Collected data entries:

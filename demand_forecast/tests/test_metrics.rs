use approx::assert_relative_eq;
use demand_forecast::metrics::evaluate;

#[test]
fn test_perfect_forecast() {
    let metrics = evaluate(&[1.0, 2.0, 3.0], &[1.0, 2.0, 3.0]).unwrap();
    assert_eq!(metrics.mae, 0.0);
    assert_eq!(metrics.rmse, 0.0);
    assert_eq!(metrics.mape, Some(0.0));
    assert_eq!(metrics.smape, 0.0);
    assert_eq!(metrics.count, 3);
}

#[test]
fn test_known_errors() {
    let metrics = evaluate(&[110.0, 90.0], &[100.0, 100.0]).unwrap();
    assert_relative_eq!(metrics.mae, 10.0);
    assert_relative_eq!(metrics.mse, 100.0);
    assert_relative_eq!(metrics.rmse, 10.0);
    assert_relative_eq!(metrics.mape.unwrap(), 10.0);
}

#[test]
fn test_zero_actuals_have_no_mape() {
    let metrics = evaluate(&[1.0, 1.0], &[0.0, 0.0]).unwrap();
    assert!(metrics.mape.is_none());
    assert_relative_eq!(metrics.smape, 200.0);
}

#[test]
fn test_missing_actuals_are_skipped() {
    let metrics = evaluate(&[1.0, 5.0], &[f64::NAN, 4.0]).unwrap();
    assert_eq!(metrics.count, 1);
    assert_relative_eq!(metrics.mae, 1.0);
}

#[test]
fn test_invalid_inputs() {
    assert!(evaluate(&[], &[]).is_err());
    assert!(evaluate(&[1.0], &[1.0, 2.0]).is_err());
    assert!(evaluate(&[f64::NAN], &[1.0]).is_err());
    assert!(evaluate(&[1.0], &[f64::NAN]).is_err());
}

#[test]
fn test_display() {
    let metrics = evaluate(&[2.0], &[1.0]).unwrap();
    let text = metrics.to_string();
    assert!(text.contains("MAE:   1.0000"));
    assert!(text.contains("MAPE:  100.0000%"));
}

* TASK DETAILS
In full and without error, transcribe each of the entries.

* TASK RESPONSE
filename demand_forecast/tests/test_metrics.rs
use approx::assert_relative_eq;
use demand_forecast::metrics::evaluate;

#[test]
fn test_perfect_forecast() {
    let metrics = evaluate(&[1.0, 2.0, 3.0], &[1.0, 2.0, 3.0]).unwrap();
    assert_eq!(metrics.mae, 0.0);
    assert_eq!(metrics.rmse, 0.0);
    assert_eq!(metrics.mape, Some(0.0));
    assert_eq!(metrics.smape, 0.0);
    assert_eq!(metrics.count, 3);
}

#[test]
fn test_known_errors() {
    let metrics = evaluate(&[110.0, 90.0], &[100.0, 100.0]).unwrap();
    assert_relative_eq!(metrics.mae, 10.0);
    assert_relative_eq!(metrics.mse, 100.0);
    assert_relative_eq!(metrics.rmse, 10.0);
    assert_relative_eq!(metrics.mape.unwrap(), 10.0);
}

#[test]
fn test_zero_actuals_have_no_mape() {
    let metrics = evaluate(&[1.0, 1.0], &[0.0, 0.0]).unwrap();
    assert!(metrics.mape.is_none());
    assert_relative_eq!(metrics.smape, 200.0);
}

#[test]
fn test_missing_actuals_are_skipped() {
    let metrics = evaluate(&[1.0, 5.0], &[f64::NAN, 4.0]).unwrap();
    assert_eq!(metrics.count, 1);
    assert_relative_eq!(metrics.mae, 1.0);
}

#[test]
fn test_invalid_inputs() {
    assert!(evaluate(&[], &[]).is_err());
    assert!(evaluate(&[1.0], &[1.0, 2.0]).is_err());
    assert!(evaluate(&[f64::NAN], &[1.0]).is_err());
    assert!(evaluate(&[1.0], &[f64::NAN]).is_err());
}

#[test]
fn test_display() {
    let metrics = evaluate(&[2.0], &[1.0]).unwrap();
    let text = metrics.to_string();
    assert!(text.contains("MAE:   1.0000"));
    assert!(text.contains("MAPE:  100.0000%"));
}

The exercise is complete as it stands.